The US State Department itself could have written a manifesto no more congenial to corporate and financial interests.

The Western press describes Charter 08 as a “manifesto calling for political reform, human rights and an end to one-party rule”,but it is more than that. It is a manifesto for the untrammelled operation of capitalism in China. If Liu had his druthers, China would: become a free market, free enterprise paradise; welcome domination by foreign banks; hold taxes to a minimum; and allow the Chinese version of the Democrats and Republicans to keep the country safe for corporations, bankers and wealthy investors.

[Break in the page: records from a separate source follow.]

use std::path::{Path, PathBuf};

use anyhow::{Context, Result};
use pageconfig::PageDescription;
use renderer::{HostConfig, InteractionMode, PreviewOptions};
use scheduler::FramePacing;
use tracing::info;
use tracing_subscriber::EnvFilter;

use crate::check;
use crate::cli::{Cli, Command, RunArgs};

pub fn run(cli: Cli) -> Result<()> {
    initialise_tracing();

    match cli.command {
        Some(Command::Check(args)) => check::run(&args),
        None => launch(cli.run),
    }
}

fn initialise_tracing() {
    let filter = EnvFilter::try_from_default_env().unwrap_or_else(|_| EnvFilter::new("info"));
    tracing_subscriber::fmt()
        .with_env_filter(filter)
        .with_target(false)
        .init();
}

fn launch(args: RunArgs) -> Result<()> {
    let page_path = args
        .page
        .clone()
        .context("a page description is required (see --help)")?;
    let page = PageDescription::load(&page_path)
        .with_context(|| format!("failed to load {}", page_path.display()))?;

    let Some(target) = page.preview_target() else {
        info!(
            page = %page_path.display(),
            "no preview container or tracked links; nothing to show"
        );
        return Ok(());
    };

    let config = host_config(&args, &page_path)?;
    info!(
        page = %page_path.display(),
        links = target.links.len(),
        grid = target.settings.grid,
        mode = ?config.mode,
        "starting preview"
    );

    renderer::run_preview(target, config)
}

fn host_config(args: &RunArgs, page_path: &Path) -> Result<HostConfig> {
    let pacing = FramePacing::from_fps(args.fps)?;
    let mode = if args.touch {
        InteractionMode::Touch
    } else {
        InteractionMode::Pointer
    };

    let defaults = PreviewOptions::default();
    let preview = PreviewOptions {
        size: args.size.unwrap_or(defaults.size),
        pacing,
        seed: args.seed,
        asset_root: asset_root(page_path),
    };

    let title = match page_path.file_stem() {
        Some(stem) => format!("gridwarp: {}", stem.to_string_lossy()),
        None => "gridwarp".to_string(),
    };

    Ok(HostConfig {
        title,
        mode,
        preview,
    })
}

/// Image URLs resolve against the directory holding the page description.
fn asset_root(page_path: &Path) -> PathBuf {
    match page_path.parent() {
        Some(parent) if !parent.as_os_str().is_empty() => parent.to_path_buf(),
        _ => PathBuf::from("."),
    }
}

#[cfg(test)]
mod tests {
    use std::time::Duration;

    use renderer::PixelSize;

    use super::*;

    fn args() -> RunArgs {
        RunArgs {
            page: Some(PathBuf::from("site/page.toml")),
            touch: false,
            size: None,
            fps: None,
            seed: None,
        }
    }

    #[test]
    fn host_config_uses_defaults() {
        let config = host_config(&args(), Path::new("site/page.toml")).unwrap();
        assert_eq!(config.title, "gridwarp: page");
        assert_eq!(config.mode, InteractionMode::Pointer);
        assert_eq!(config.preview.size, PixelSize::new(1280, 720));
        assert_eq!(config.preview.pacing, FramePacing::EveryRefresh);
        assert_eq!(config.preview.asset_root, PathBuf::from("site"));
    }

    #[test]
    fn host_config_applies_flags() {
        let args = RunArgs {
            touch: true,
            size: Some(PixelSize::new(400, 300)),
            fps: Some(4.0),
            seed: Some(9),
            ..args()
        };
        let config = host_config(&args, Path::new("page.toml")).unwrap();
        assert_eq!(config.mode, InteractionMode::Touch);
        assert_eq!(config.preview.size, PixelSize::new(400, 300));
        assert_eq!(
            config.preview.pacing,
            FramePacing::Capped {
                interval: Duration::from_millis(250)
            }
        );
        assert_eq!(config.preview.seed, Some(9));
        assert_eq!(config.preview.asset_root, PathBuf::from("."));
    }

    #[test]
    fn negative_fps_is_rejected() {
        let args = RunArgs {
            fps: Some(-1.0),
            ..args()
        };
        assert!(host_config(&args, Path::new("page.toml")).is_err());
    }

    #[test]
    fn unrepresentable_fps_interval_is_an_error() {
        let args = RunArgs {
            fps: Some(1e-30),
            ..args()
        };
        assert!(host_config(&args, Path::new("page.toml")).is_err());
    }
}
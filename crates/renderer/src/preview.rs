//! Everything one preview instance owns, wired together.

use std::sync::Arc;
use std::time::Instant;

use pageconfig::PreviewSettings;
use scheduler::FrameScheduler;
use tracing::{debug, info, warn};

use crate::animation::{AnimationLoop, LoopState};
use crate::engine::{FrameBackend, FrameError, RenderEngine};
use crate::field::FieldGenerator;
use crate::textures::{ImageSource, StoredImage, TextureLoader, TextureStore};
use crate::types::{PixelSize, PreviewOptions};

pub struct Preview<B: FrameBackend> {
    engine: RenderEngine<B>,
    animation: AnimationLoop,
    scheduler: FrameScheduler,
    textures: TextureStore<B::Image>,
    loader: TextureLoader,
}

impl<B: FrameBackend> Preview<B> {
    pub fn new(
        backend: B,
        settings: &PreviewSettings,
        options: &PreviewOptions,
        source: Arc<dyn ImageSource>,
    ) -> Self {
        let generator = FieldGenerator::from_seed(options.seed);
        Self {
            engine: RenderEngine::new(backend, settings, options.size, generator),
            animation: AnimationLoop::new(settings.relaxation),
            scheduler: FrameScheduler::new(options.pacing),
            textures: TextureStore::new(),
            loader: TextureLoader::new(source),
        }
    }

    /// Starts background loads for `urls`; duplicates are collapsed.
    pub fn preload<I, S>(&mut self, urls: I) -> usize
    where
        I: IntoIterator<Item = S>,
        S: Into<String>,
    {
        let started = self.loader.preload(urls);
        info!(started, "preloading preview images");
        started
    }

    /// Uploads every finished load and stores it. Failed loads are logged
    /// and stay absent. Returns how many textures were stored.
    pub fn pump_textures(&mut self) -> usize {
        let mut stored = 0;
        for loaded in self.loader.drain() {
            let decoded = match loaded.result {
                Ok(decoded) => decoded,
                Err(error) => {
                    warn!(url = %loaded.url, %error, "image failed to load");
                    continue;
                }
            };
            match self.engine.backend_mut().create_image(&decoded) {
                Ok(handle) => {
                    debug!(
                        url = %loaded.url,
                        width = decoded.width(),
                        height = decoded.height(),
                        "image texture ready"
                    );
                    self.textures.insert(
                        loaded.url,
                        StoredImage {
                            handle,
                            width: decoded.width(),
                            height: decoded.height(),
                        },
                    );
                    stored += 1;
                }
                Err(error) => {
                    warn!(url = %loaded.url, %error, "image upload failed");
                }
            }
        }
        stored
    }

    pub fn pending_loads(&self) -> usize {
        self.loader.in_flight()
    }

    pub fn lookup(&self, url: &str) -> Option<&StoredImage<B::Image>> {
        self.textures.lookup(url)
    }

    /// Makes the stored image for `url` active. Does nothing and returns
    /// `false` when it has not loaded.
    pub fn show_image(&mut self, url: &str) -> bool {
        let Some(stored) = self.textures.lookup(url) else {
            debug!(%url, "image not loaded yet; keeping current texture");
            return false;
        };
        let handle = stored.handle.clone();
        let aspect = stored.aspect();
        self.engine.set_active_image(handle, aspect);
        true
    }

    pub fn start(&mut self) {
        self.scheduler.reset_pacing();
        self.animation.start(&mut self.scheduler, &mut self.engine);
    }

    pub fn stop(&mut self) {
        self.animation.stop(&mut self.scheduler);
    }

    pub fn resize(&mut self, size: PixelSize) {
        self.engine.on_resize(size);
    }

    /// Runs every task due at `now` and returns how many frames were drawn.
    pub fn frame(&mut self, now: Instant) -> Result<usize, FrameError> {
        let mut drawn = 0;
        for token in self.scheduler.begin_frame(now) {
            if self.animation.tick(token, &mut self.engine)? {
                drawn += 1;
            }
        }
        Ok(drawn)
    }

    pub fn loop_state(&self) -> LoopState {
        self.animation.state()
    }

    pub fn animation(&self) -> &AnimationLoop {
        &self.animation
    }

    pub fn engine(&self) -> &RenderEngine<B> {
        &self.engine
    }

    pub fn engine_mut(&mut self) -> &mut RenderEngine<B> {
        &mut self.engine
    }

    pub fn scheduler(&self) -> &FrameScheduler {
        &self.scheduler
    }
}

The charter was published on the 60th anniversary of the Universal Declaration of Human Rights and Freedoms (UDHRF)... While the UDHRF endorses economic rights (the right to work and to a standard of living adequate for the health and well-being of himself and of his family, including food, clothing, housing and medical care and necessary social services, and the right to security in the event of unemployment, sickness, disability, widowhood, old age or other lack of livelihood in circumstances beyond his control), the only economic rights Charter 08 endorses are bourgeois privileges. In that respect, it is hardly in the same class as the UDHRF and, significantly, is emblematic of the kind of truncated human rights protocol favored in the United States.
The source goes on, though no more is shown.